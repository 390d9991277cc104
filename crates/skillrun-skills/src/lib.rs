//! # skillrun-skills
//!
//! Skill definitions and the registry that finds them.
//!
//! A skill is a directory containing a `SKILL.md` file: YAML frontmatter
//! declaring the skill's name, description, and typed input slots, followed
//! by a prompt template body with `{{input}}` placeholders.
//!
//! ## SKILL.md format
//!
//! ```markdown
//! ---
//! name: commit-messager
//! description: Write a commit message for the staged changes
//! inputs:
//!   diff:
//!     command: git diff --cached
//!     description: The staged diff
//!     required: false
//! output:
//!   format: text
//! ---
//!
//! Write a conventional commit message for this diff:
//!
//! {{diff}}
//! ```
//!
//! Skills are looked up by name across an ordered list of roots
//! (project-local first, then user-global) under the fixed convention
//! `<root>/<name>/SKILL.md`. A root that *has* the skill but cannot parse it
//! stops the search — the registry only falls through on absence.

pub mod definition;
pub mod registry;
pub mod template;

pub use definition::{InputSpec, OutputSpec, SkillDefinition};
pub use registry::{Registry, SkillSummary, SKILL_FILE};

* * *

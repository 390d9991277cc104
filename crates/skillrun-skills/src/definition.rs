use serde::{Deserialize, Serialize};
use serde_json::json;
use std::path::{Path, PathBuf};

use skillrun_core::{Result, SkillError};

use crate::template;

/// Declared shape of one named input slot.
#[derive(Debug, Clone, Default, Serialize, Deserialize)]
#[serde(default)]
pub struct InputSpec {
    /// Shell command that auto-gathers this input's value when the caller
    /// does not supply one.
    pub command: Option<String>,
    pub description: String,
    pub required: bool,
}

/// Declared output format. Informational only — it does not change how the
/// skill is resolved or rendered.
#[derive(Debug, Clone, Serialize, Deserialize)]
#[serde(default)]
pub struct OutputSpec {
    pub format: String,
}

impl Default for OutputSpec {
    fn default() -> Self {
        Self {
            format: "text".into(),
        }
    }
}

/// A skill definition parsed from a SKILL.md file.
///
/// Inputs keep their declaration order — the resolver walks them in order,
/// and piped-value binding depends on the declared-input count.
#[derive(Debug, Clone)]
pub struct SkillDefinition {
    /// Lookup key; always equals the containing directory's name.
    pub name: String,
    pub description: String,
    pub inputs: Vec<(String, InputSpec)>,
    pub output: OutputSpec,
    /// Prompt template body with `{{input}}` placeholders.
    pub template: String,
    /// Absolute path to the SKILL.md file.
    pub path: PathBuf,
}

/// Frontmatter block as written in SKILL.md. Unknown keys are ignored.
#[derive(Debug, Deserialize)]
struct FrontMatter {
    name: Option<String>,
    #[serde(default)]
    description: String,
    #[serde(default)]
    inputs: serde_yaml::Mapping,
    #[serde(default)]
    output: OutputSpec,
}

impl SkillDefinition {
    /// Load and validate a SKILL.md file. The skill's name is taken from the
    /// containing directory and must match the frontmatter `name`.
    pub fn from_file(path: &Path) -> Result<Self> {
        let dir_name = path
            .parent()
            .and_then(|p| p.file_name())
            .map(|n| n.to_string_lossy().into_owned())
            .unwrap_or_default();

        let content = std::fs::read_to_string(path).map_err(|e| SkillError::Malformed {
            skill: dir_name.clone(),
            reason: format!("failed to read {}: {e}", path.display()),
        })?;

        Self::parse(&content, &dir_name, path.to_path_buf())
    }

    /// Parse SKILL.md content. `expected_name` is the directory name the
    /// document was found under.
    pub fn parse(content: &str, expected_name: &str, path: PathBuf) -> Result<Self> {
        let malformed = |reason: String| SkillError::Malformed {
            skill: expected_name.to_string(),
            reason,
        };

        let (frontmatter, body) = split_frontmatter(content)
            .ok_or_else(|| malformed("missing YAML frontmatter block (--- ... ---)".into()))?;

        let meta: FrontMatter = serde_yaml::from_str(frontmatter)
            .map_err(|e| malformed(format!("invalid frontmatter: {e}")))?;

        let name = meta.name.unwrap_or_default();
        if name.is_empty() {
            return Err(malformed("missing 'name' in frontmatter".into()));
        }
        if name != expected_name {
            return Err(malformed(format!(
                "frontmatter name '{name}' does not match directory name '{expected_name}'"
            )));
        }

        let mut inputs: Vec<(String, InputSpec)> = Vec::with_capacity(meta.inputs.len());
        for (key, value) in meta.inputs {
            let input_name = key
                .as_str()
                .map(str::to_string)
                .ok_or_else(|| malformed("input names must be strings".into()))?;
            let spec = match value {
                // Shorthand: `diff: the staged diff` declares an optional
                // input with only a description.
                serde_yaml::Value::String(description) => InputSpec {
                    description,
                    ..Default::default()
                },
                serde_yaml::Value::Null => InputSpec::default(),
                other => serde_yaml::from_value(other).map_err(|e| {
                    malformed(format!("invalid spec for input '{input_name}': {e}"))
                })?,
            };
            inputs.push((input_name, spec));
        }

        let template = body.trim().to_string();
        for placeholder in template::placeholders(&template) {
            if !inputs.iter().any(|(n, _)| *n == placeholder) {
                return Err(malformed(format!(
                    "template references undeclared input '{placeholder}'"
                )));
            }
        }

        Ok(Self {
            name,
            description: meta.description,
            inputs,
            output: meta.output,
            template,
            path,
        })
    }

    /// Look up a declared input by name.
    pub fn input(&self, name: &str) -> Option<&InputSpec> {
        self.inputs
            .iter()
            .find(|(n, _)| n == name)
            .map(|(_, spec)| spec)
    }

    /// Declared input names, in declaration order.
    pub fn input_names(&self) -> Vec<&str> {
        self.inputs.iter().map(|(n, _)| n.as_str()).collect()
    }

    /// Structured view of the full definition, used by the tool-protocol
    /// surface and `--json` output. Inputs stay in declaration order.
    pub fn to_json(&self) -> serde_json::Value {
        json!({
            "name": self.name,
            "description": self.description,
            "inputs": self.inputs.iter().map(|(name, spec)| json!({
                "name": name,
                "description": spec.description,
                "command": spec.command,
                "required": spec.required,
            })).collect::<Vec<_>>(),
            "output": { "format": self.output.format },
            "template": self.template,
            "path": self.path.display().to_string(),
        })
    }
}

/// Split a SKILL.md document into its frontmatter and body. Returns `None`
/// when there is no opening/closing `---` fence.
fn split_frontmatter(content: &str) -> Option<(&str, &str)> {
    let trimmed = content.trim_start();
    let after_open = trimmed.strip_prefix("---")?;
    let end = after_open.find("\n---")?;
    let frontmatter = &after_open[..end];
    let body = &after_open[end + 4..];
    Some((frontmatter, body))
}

■ Assignment: Copy out every line from the material above where the string "content" turns up.

■ Your response:
        let content = std::fs::read_to_string(path).map_err(|e| SkillError::Malformed {
        Self::parse(&content, &dir_name, path.to_path_buf())
    /// Parse SKILL.md content. `expected_name` is the directory name the
    pub fn parse(content: &str, expected_name: &str, path: PathBuf) -> Result<Self> {
        let (frontmatter, body) = split_frontmatter(content)
fn split_frontmatter(content: &str) -> Option<(&str, &str)> {
    let trimmed = content.trim_start();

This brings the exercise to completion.